Philosophy As Writing Down Notes for a Presentation We Then Throw Away
A way to consider philosophy as embodied, inspired by Isaiah Berlin
Legend has it, Isaiah Berlin would write down copious notes before lectures and presentations, and then throw them all away. He never used them, which seems strange: why go to all that trouble? Well, it would seem that Berlin needed to write those notes down to “get into his head” a sense of the structure of his presentation, but then if he looked at his notes while presenting, his lecture would be blocky, his style unengaging, and his presence a damper. Thus, Berlin found it best to write copious notes to absorb and sense a structure, only to then leave the notes behind. This seems like a waste, but the practice was arguably precisely why Berlin was able to prove such a compelling speaker.

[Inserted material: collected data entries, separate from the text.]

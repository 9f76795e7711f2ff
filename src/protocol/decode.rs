//! Protocol message decoding
//!
//! MySQL packets carry no type tag, so payloads are decoded by the phase the
//! connection is in: handshake, authentication, or command replies.

use super::constants::{capabilities::*, markers, MAX_PAYLOAD_LEN, MAX_REASSEMBLED_LEN};
use super::message::{
    AuthReply, AuthSwitchRequest, ColumnDefinition, Handshake, OkPacket, Packet, QueryReply,
};
use crate::error::ServerError;
use bytes::{Bytes, BytesMut};
use std::io;

/// Decode one framed packet from the front of `data`
///
/// Returns the packet and the number of bytes consumed; the caller advances
/// the buffer. An incomplete packet yields `UnexpectedEof` so the caller can
/// read more bytes and try again.
pub fn decode_packet(data: &BytesMut) -> io::Result<(Packet, usize)> {
    if data.len() < 4 {
        return Err(io::Error::new(
            io::ErrorKind::UnexpectedEof,
            "incomplete packet header",
        ));
    }

    let len = u32::from_le_bytes([data[0], data[1], data[2], 0]) as usize;
    let sequence = data[3];

    if data.len() < 4 + len {
        return Err(io::Error::new(
            io::ErrorKind::UnexpectedEof,
            "incomplete packet body",
        ));
    }

    let payload = Bytes::copy_from_slice(&data[4..4 + len]);
    Ok((Packet { sequence, payload }, 4 + len))
}

/// Whether a payload of this length continues in the next packet
pub fn is_continued(len: usize) -> bool {
    len == MAX_PAYLOAD_LEN
}

/// Reject reassembled payloads past the configured ceiling
pub fn check_reassembled_len(len: usize) -> io::Result<()> {
    if len > MAX_REASSEMBLED_LEN {
        return Err(io::Error::new(
            io::ErrorKind::InvalidData,
            format!(
                "payload length {} exceeds maximum allowed {}",
                len, MAX_REASSEMBLED_LEN
            ),
        ));
    }
    Ok(())
}

/// Decode the server's initial handshake (protocol v10)
pub fn decode_handshake(payload: &[u8]) -> io::Result<Handshake> {
    let mut r = PacketReader::new(payload);

    let protocol_version = r.read_u8()?;
    if protocol_version != super::constants::PROTOCOL_VERSION {
        return Err(invalid(format!(
            "unsupported handshake protocol version {}",
            protocol_version
        )));
    }

    let server_version = r.read_null_terminated()?;
    let connection_id = r.read_u32()?;
    let mut scramble = r.take(8)?.to_vec();
    r.skip(1)?;
    let mut capabilities = u32::from(r.read_u16()?);

    let mut collation = 0;
    let mut status_flags = 0;
    let mut auth_plugin = String::new();

    if !r.is_empty() {
        collation = r.read_u8()?;
        status_flags = r.read_u16()?;
        capabilities |= u32::from(r.read_u16()?) << 16;
        let auth_data_len = r.read_u8()? as usize;
        r.skip(10)?;

        if capabilities & CLIENT_SECURE_CONNECTION != 0 {
            let part2_len = auth_data_len.saturating_sub(8).max(13);
            let part2 = r.take(part2_len.min(r.remaining()))?;
            let part2 = part2.strip_suffix(&[0]).unwrap_or(part2);
            scramble.extend_from_slice(part2);
        }

        if capabilities & CLIENT_PLUGIN_AUTH != 0 && !r.is_empty() {
            auth_plugin = r.read_null_terminated_or_rest();
        }
    }

    Ok(Handshake {
        protocol_version,
        server_version,
        connection_id,
        scramble,
        capabilities,
        collation,
        status_flags,
        auth_plugin,
    })
}

/// Decode a server reply received during authentication
pub fn decode_auth_reply(payload: &[u8], capabilities: u32) -> io::Result<AuthReply> {
    match payload.first() {
        Some(&markers::OK) => Ok(AuthReply::Ok(decode_ok(payload, capabilities)?)),
        Some(&markers::ERR) => Ok(AuthReply::Err(decode_err(payload)?)),
        Some(&markers::EOF) => {
            let mut r = PacketReader::new(&payload[1..]);
            if r.is_empty() {
                // Pre-4.1 servers asking for the old password hash
                return Ok(AuthReply::Switch(AuthSwitchRequest {
                    plugin: "mysql_old_password".to_string(),
                    data: Vec::new(),
                }));
            }
            let plugin = r.read_null_terminated_or_rest();
            let data = r.rest();
            let data = data.strip_suffix(&[0]).unwrap_or(data).to_vec();
            Ok(AuthReply::Switch(AuthSwitchRequest { plugin, data }))
        }
        Some(&markers::AUTH_MORE_DATA) => Ok(AuthReply::MoreData(payload[1..].to_vec())),
        Some(other) => Err(invalid(format!(
            "unexpected packet 0x{:02X} during authentication",
            other
        ))),
        None => Err(invalid("empty packet during authentication")),
    }
}

/// Decode the first reply to COM_QUERY
pub fn decode_query_reply(payload: &[u8], capabilities: u32) -> io::Result<QueryReply> {
    match payload.first() {
        Some(&markers::OK) => Ok(QueryReply::Ok(decode_ok(payload, capabilities)?)),
        Some(&markers::ERR) => Ok(QueryReply::Err(decode_err(payload)?)),
        Some(&markers::LOCAL_INFILE) => Ok(QueryReply::LocalInfile(
            String::from_utf8_lossy(&payload[1..]).to_string(),
        )),
        Some(_) => {
            let mut r = PacketReader::new(payload);
            let column_count = r.read_lenenc_int()?;
            Ok(QueryReply::ResultSet { column_count })
        }
        None => Err(invalid("empty query reply")),
    }
}

/// Decode an OK packet (header 0x00, or 0xFE when it terminates a result set)
pub fn decode_ok(payload: &[u8], capabilities: u32) -> io::Result<OkPacket> {
    let mut r = PacketReader::new(payload);
    r.skip(1)?;
    let affected_rows = r.read_lenenc_int()?;
    let last_insert_id = r.read_lenenc_int()?;

    let (status_flags, warnings) = if capabilities & CLIENT_PROTOCOL_41 != 0 {
        (r.read_u16()?, r.read_u16()?)
    } else if capabilities & CLIENT_TRANSACTIONS != 0 {
        (r.read_u16()?, 0)
    } else {
        (0, 0)
    };

    let info = String::from_utf8_lossy(r.rest()).to_string();

    Ok(OkPacket {
        affected_rows,
        last_insert_id,
        status_flags,
        warnings,
        info,
    })
}

/// Decode an ERR packet
pub fn decode_err(payload: &[u8]) -> io::Result<ServerError> {
    let mut r = PacketReader::new(payload);
    let marker = r.read_u8()?;
    if marker != markers::ERR {
        return Err(invalid("not an ERR packet"));
    }
    let code = r.read_u16()?;

    // Errors sent before capability negotiation carry no SQLSTATE
    let sql_state = if r.peek() == Some(b'#') {
        r.skip(1)?;
        Some(String::from_utf8_lossy(r.take(5)?).to_string())
    } else {
        None
    };

    let message = String::from_utf8_lossy(r.rest()).to_string();

    Ok(ServerError {
        code,
        sql_state,
        message,
    })
}

/// Whether a payload ends a column or row sequence
///
/// With `CLIENT_DEPRECATE_EOF` the terminator is an OK packet with a 0xFE
/// header; otherwise it is a classic EOF packet. Both are shorter than any
/// row that could start with a 0xFE length prefix.
pub fn is_terminator(payload: &[u8], capabilities: u32) -> bool {
    if payload.first() != Some(&markers::EOF) {
        return false;
    }
    if capabilities & CLIENT_DEPRECATE_EOF != 0 {
        payload.len() < MAX_PAYLOAD_LEN
    } else {
        payload.len() < 9
    }
}

/// Server status flags carried by a terminator packet
pub fn decode_terminator_status(payload: &[u8], capabilities: u32) -> io::Result<u16> {
    if capabilities & CLIENT_DEPRECATE_EOF != 0 {
        return Ok(decode_ok(payload, capabilities)?.status_flags);
    }
    let mut r = PacketReader::new(payload);
    r.skip(1)?;
    if r.remaining() < 4 {
        return Ok(0);
    }
    let _warnings = r.read_u16()?;
    r.read_u16()
}

/// Decode a ColumnDefinition41 packet
pub fn decode_column_definition(payload: &[u8]) -> io::Result<ColumnDefinition> {
    let mut r = PacketReader::new(payload);
    let _catalog = r.read_lenenc_bytes()?;
    let schema = r.read_lenenc_string()?;
    let table = r.read_lenenc_string()?;
    let _org_table = r.read_lenenc_bytes()?;
    let name = r.read_lenenc_string()?;
    let _org_name = r.read_lenenc_bytes()?;
    let _fixed_len = r.read_lenenc_int()?;
    let collation = r.read_u16()?;
    let column_length = r.read_u32()?;
    let column_type = r.read_u8()?;
    let flags = r.read_u16()?;
    let decimals = r.read_u8()?;

    Ok(ColumnDefinition {
        schema,
        table,
        name,
        collation,
        column_length,
        column_type,
        flags,
        decimals,
    })
}

/// Decode a text protocol row with `columns` values
pub fn decode_text_row(payload: &[u8], columns: usize) -> io::Result<Vec<Option<String>>> {
    let mut r = PacketReader::new(payload);
    let mut values = Vec::with_capacity(columns);

    for _ in 0..columns {
        if r.peek() == Some(markers::NULL_VALUE) {
            r.skip(1)?;
            values.push(None);
        } else {
            values.push(Some(r.read_lenenc_string()?));
        }
    }

    Ok(values)
}

fn invalid(msg: impl Into<String>) -> io::Error {
    io::Error::new(io::ErrorKind::InvalidData, msg.into())
}

/// Cursor over a packet payload
pub struct PacketReader<'a> {
    data: &'a [u8],
    pos: usize,
}

impl<'a> PacketReader<'a> {
    /// Start reading at the beginning of `data`
    pub fn new(data: &'a [u8]) -> Self {
        Self { data, pos: 0 }
    }

    /// Bytes left to read
    pub fn remaining(&self) -> usize {
        self.data.len() - self.pos
    }

    /// Whether everything has been read
    pub fn is_empty(&self) -> bool {
        self.remaining() == 0
    }

    /// Next byte without consuming it
    pub fn peek(&self) -> Option<u8> {
        self.data.get(self.pos).copied()
    }

    /// Consume `n` bytes
    pub fn take(&mut self, n: usize) -> io::Result<&'a [u8]> {
        if self.remaining() < n {
            return Err(io::Error::new(
                io::ErrorKind::UnexpectedEof,
                format!("need {} bytes, {} left", n, self.remaining()),
            ));
        }
        let slice = &self.data[self.pos..self.pos + n];
        self.pos += n;
        Ok(slice)
    }

    /// Skip `n` bytes
    pub fn skip(&mut self, n: usize) -> io::Result<()> {
        self.take(n).map(|_| ())
    }

    /// Everything not yet read
    pub fn rest(&mut self) -> &'a [u8] {
        let slice = &self.data[self.pos..];
        self.pos = self.data.len();
        slice
    }

    pub fn read_u8(&mut self) -> io::Result<u8> {
        Ok(self.take(1)?[0])
    }

    pub fn read_u16(&mut self) -> io::Result<u16> {
        let b = self.take(2)?;
        Ok(u16::from_le_bytes([b[0], b[1]]))
    }

    pub fn read_u32(&mut self) -> io::Result<u32> {
        let b = self.take(4)?;
        Ok(u32::from_le_bytes([b[0], b[1], b[2], b[3]]))
    }

    /// Length-encoded integer; NULL (0xFB) and ERR (0xFF) prefixes are rejected
    pub fn read_lenenc_int(&mut self) -> io::Result<u64> {
        match self.read_u8()? {
            n @ 0x00..=0xFA => Ok(u64::from(n)),
            0xFC => Ok(u64::from(self.read_u16()?)),
            0xFD => {
                let b = self.take(3)?;
                Ok(u64::from(u32::from_le_bytes([b[0], b[1], b[2], 0])))
            }
            0xFE => {
                let b = self.take(8)?;
                let mut raw = [0u8; 8];
                raw.copy_from_slice(b);
                Ok(u64::from_le_bytes(raw))
            }
            other => Err(invalid(format!(
                "invalid length-encoded integer prefix 0x{:02X}",
                other
            ))),
        }
    }

    /// Length-encoded byte string
    pub fn read_lenenc_bytes(&mut self) -> io::Result<&'a [u8]> {
        let len = self.read_lenenc_int()?;
        let len = usize::try_from(len).map_err(|_| invalid("length overflows usize"))?;
        self.take(len)
    }

    /// Length-encoded string, lossily decoded as UTF-8
    pub fn read_lenenc_string(&mut self) -> io::Result<String> {
        Ok(String::from_utf8_lossy(self.read_lenenc_bytes()?).to_string())
    }

    /// NUL-terminated string
    pub fn read_null_terminated(&mut self) -> io::Result<String> {
        let end = self.data[self.pos..]
            .iter()
            .position(|&b| b == 0)
            .ok_or_else(|| invalid("missing null terminator"))?;
        let value = String::from_utf8_lossy(&self.data[self.pos..self.pos + end]).to_string();
        self.pos += end + 1;
        Ok(value)
    }

    /// NUL-terminated string, or the rest of the payload if no NUL follows
    pub fn read_null_terminated_or_rest(&mut self) -> String {
        match self.read_null_terminated() {
            Ok(value) => value,
            Err(_) => String::from_utf8_lossy(self.rest()).to_string(),
        }
    }
}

I personally write down notes and thoughts before speaking myself, only to never look at them. And yet I cannot skip the step: if I don’t write, my thoughts aren’t structured, points don’t connect, and I have no sense of where I am going. The writing seems like it doesn’t matter for the speaking, but it is what generates the background that makes the speaking possible. What I don’t write on, I find it hard to speak on, and yet if I speak while trying to glance at notes or the like, nothing makes sense. I must write what I toss.
When it comes to philosophy, I find something similar seems to be at work. We study philosophy and think philosophically, but then it is critical to basically “leave it behind” when we live our lives and “walk on the stage” of society. We shouldn’t “look at our notes” per se and explicitly think philosophically, but instead let philosophy inform our background and structure our actions without us thinking too much about it.
Yes, as it seems like Berlin didn’t “need to write out his notes” if he was just going to leave them all behind, so it seems like we don’t need philosophy if we’re ultimately not going to explicitly and directly use it in our lives, but actually this is how we use philosophy. Of course, we still have to make time to read philosophy and to talk with other people philosophically, so I am not saying there is no situation in which we should be explicitly philosophical or should make a point to engage in philosophy, but rather I am saying that “in our daily and concrete lives,” philosophy is a thing that is best located “in the background,” just like the notes Berlin would take before his presentation. Audiences did not see Berlin writing out his notes, and in this way it was “as if” Berlin never engaged in that practice, and yet that practice was paramount and central for his oratory genius. Similarly, philosophy I believe is paramount for our development as subjects who operate in the world, but for us to “live well”—as was necessary for Berlin to “present well”—we must leave all those notes behind.
For me, this notion of philosophy fits well with Hegel’s “abstraction, negation, and concretion,” for there is a way in which Berlin “negated” his note-taking (process of abstraction) precisely when he walked out to engage in the “concrete action” of his presentation. We can algin “abstraction” with “writing,” “negation” with “leaving the writing behind,” and “concretion” with “giving the presentation”; similarly, “abstraction” is “philosophy,” “negation” is “leaving philosophy in the background,” and “concretion” is “common life.” On this point, I think we should note how frightening it can be to “leave our notes behind,” per se, which suggests that we do not complete “the process” unless we take a risk and make ourselves vulnerable. When we are reading our books and studying philosophy, we are not at risk of encountering people who hurt us, of making mistakes, or worse. Philosophy is safe, as it feels safe to bring our notes on stage to present, and indeed perhaps there is a phrase in our life where we need to “work with notes” and be more explicitly philosophical. But a day must come where we take a risk and put ourselves out there, an act which for me suggests a gaining of the Thymos that Raymond K. Hessel has so well argued we need. Where the philosopher is never vulnerable, the philosopher never fully becomes a philosopher. Risk is a necessary part of the road.
We must study and practice to step into the place where what we study and what we practice is no longer there to support us: we must learn to walk with support so that we eventually learn to walk without it. We study philosophy and life so that we might live them, but that requires risk and vulnerability. We must work hard to write out notes we then do not use. We must face fear, fail, and fail better.